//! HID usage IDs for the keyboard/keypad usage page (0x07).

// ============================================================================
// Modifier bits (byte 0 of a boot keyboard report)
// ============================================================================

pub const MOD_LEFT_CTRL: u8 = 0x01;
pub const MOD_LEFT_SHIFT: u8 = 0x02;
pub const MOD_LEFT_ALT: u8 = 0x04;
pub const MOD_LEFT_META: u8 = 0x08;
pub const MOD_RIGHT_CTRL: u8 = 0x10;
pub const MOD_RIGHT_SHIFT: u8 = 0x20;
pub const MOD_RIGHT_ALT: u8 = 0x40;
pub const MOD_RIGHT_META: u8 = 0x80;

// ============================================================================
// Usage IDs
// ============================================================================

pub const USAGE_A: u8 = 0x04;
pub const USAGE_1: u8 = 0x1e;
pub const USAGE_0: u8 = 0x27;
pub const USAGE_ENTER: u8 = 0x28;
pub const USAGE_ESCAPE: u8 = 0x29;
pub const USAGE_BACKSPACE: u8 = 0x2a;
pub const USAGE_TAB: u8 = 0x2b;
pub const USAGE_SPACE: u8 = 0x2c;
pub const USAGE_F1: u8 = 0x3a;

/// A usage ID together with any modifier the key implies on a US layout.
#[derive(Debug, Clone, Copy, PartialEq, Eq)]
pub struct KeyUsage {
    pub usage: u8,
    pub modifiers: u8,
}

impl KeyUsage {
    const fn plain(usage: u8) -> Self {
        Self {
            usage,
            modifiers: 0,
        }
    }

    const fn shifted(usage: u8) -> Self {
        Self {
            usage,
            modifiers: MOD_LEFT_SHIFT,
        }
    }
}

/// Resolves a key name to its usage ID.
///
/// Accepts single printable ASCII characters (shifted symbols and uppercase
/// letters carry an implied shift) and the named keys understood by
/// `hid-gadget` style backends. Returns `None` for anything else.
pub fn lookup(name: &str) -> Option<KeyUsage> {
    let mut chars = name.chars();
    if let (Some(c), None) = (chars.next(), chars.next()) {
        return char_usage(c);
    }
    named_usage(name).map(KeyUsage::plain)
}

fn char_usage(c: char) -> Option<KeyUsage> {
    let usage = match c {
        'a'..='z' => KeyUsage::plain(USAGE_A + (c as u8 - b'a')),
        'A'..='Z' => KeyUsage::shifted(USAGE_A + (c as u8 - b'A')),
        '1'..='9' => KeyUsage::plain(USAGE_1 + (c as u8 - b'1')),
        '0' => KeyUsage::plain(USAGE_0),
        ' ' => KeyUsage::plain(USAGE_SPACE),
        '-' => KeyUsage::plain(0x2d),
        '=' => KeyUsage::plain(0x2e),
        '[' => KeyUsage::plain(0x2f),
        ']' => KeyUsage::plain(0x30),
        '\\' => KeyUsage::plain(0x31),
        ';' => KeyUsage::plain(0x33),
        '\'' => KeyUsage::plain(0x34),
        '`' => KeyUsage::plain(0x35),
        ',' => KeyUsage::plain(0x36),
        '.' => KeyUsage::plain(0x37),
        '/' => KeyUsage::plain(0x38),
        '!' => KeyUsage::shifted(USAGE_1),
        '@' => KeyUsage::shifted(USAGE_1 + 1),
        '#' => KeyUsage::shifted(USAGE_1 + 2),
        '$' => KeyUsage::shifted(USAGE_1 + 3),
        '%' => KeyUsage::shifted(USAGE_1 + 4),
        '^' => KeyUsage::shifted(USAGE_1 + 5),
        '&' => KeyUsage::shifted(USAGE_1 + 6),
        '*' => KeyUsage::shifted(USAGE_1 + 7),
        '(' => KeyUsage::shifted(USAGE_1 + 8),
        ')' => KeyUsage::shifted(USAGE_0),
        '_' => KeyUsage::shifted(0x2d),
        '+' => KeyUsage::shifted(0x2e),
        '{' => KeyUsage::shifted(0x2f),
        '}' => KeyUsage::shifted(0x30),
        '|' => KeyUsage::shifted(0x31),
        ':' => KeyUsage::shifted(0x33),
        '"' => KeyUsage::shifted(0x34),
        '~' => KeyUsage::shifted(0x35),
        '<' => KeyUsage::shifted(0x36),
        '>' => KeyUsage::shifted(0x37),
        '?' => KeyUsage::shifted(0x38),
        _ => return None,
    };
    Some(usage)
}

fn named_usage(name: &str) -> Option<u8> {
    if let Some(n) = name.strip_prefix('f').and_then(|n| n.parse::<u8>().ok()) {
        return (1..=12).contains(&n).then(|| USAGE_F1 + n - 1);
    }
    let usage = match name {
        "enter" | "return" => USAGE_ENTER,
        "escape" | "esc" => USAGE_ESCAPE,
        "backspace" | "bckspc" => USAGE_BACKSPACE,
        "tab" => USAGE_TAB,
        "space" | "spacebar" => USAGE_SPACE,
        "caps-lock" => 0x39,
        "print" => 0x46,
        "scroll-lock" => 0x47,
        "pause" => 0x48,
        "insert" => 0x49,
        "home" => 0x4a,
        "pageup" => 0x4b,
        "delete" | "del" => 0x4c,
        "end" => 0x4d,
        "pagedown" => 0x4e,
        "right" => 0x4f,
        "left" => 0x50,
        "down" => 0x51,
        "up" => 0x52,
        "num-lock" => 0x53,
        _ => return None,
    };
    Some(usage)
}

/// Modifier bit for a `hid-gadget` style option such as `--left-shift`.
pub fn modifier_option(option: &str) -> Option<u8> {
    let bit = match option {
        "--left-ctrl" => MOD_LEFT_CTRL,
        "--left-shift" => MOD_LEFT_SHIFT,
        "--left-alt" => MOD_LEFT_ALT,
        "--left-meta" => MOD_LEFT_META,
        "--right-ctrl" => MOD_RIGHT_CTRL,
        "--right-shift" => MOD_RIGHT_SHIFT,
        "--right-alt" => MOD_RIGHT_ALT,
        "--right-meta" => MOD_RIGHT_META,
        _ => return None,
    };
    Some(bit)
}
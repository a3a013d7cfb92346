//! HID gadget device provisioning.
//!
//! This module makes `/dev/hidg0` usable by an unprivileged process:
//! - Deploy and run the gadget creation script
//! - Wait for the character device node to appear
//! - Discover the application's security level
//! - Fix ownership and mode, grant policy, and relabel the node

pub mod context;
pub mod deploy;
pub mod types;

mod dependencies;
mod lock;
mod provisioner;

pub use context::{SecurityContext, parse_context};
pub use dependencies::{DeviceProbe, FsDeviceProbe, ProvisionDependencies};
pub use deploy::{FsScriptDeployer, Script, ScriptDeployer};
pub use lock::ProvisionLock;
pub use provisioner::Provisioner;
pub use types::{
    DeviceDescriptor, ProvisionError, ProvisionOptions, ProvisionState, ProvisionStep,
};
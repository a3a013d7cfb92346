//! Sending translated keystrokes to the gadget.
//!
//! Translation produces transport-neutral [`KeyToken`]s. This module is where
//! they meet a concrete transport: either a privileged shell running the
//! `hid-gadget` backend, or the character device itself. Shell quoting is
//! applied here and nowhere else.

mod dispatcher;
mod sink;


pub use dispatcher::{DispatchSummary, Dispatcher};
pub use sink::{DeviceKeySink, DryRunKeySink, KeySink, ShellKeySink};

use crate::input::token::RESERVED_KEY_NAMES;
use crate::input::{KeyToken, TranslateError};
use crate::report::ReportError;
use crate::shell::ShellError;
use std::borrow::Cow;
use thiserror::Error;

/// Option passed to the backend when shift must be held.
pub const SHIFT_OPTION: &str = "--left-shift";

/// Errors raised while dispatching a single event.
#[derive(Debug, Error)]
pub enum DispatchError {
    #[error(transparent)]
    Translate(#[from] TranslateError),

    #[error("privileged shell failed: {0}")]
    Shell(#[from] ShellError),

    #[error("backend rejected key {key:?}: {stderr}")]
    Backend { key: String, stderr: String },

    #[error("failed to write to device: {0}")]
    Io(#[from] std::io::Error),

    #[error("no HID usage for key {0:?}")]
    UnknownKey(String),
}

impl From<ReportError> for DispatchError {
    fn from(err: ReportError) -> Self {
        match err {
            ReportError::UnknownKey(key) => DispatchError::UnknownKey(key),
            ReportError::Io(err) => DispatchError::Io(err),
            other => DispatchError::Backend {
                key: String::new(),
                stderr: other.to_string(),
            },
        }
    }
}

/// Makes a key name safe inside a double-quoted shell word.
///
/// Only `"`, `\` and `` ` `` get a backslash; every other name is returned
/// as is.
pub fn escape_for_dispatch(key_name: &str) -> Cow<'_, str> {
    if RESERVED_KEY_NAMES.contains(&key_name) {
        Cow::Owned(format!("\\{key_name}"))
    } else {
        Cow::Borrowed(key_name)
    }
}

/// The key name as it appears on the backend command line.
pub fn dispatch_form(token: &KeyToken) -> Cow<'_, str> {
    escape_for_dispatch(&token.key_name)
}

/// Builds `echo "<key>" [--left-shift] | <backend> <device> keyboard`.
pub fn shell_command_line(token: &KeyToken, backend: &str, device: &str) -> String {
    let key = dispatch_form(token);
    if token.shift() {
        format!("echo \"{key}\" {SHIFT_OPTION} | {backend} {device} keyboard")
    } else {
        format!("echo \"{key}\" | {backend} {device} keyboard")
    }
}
——————
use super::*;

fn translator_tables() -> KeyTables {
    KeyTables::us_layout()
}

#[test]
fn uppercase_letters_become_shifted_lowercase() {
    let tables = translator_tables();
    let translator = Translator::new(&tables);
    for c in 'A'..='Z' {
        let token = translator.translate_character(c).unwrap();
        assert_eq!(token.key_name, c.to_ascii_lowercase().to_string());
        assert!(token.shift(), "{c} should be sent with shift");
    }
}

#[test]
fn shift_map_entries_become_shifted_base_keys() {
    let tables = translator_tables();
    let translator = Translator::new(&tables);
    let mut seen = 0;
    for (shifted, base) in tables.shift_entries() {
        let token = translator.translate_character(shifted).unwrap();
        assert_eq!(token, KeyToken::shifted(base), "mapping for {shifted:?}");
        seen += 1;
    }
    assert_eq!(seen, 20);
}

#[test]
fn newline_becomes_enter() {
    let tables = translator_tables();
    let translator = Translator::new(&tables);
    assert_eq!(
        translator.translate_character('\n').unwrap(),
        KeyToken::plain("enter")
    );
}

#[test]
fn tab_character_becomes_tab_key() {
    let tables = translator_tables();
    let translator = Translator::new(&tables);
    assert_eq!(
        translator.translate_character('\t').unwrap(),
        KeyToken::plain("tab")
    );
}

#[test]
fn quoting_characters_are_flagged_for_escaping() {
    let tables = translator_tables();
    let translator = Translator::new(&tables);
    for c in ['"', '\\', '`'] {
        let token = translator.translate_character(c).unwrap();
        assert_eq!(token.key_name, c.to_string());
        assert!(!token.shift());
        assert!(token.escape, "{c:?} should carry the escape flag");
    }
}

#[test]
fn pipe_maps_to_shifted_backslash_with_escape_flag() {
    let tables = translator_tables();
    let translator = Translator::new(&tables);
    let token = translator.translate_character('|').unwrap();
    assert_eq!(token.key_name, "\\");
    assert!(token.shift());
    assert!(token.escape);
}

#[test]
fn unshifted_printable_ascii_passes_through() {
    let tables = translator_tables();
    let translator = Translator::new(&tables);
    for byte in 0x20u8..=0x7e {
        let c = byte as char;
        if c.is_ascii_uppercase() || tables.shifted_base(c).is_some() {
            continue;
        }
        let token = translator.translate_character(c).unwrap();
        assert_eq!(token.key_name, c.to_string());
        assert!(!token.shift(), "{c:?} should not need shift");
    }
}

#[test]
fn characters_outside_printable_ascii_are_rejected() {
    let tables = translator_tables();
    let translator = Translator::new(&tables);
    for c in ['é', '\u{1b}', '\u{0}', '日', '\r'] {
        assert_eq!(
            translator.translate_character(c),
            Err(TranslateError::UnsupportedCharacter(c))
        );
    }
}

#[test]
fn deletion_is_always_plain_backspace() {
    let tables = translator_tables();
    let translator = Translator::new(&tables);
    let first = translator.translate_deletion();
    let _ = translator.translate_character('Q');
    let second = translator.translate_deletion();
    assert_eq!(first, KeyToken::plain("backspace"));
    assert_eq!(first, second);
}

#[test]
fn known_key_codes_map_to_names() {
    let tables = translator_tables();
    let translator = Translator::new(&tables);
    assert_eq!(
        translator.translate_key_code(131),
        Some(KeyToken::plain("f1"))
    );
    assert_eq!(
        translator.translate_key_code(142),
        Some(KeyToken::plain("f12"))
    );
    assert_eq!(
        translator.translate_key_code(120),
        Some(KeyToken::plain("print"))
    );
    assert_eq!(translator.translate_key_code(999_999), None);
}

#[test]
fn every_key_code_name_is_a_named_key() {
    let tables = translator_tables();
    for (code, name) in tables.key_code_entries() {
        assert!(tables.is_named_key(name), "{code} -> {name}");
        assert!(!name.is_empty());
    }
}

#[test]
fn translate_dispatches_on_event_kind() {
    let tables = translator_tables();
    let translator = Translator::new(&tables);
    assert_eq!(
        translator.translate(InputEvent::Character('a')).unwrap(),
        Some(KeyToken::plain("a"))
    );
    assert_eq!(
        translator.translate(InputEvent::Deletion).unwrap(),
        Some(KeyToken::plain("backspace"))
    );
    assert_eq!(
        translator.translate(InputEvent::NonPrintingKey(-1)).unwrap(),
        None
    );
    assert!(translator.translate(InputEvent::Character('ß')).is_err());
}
——————
A single number is needed: the count of lines in the records that contain "derive".

2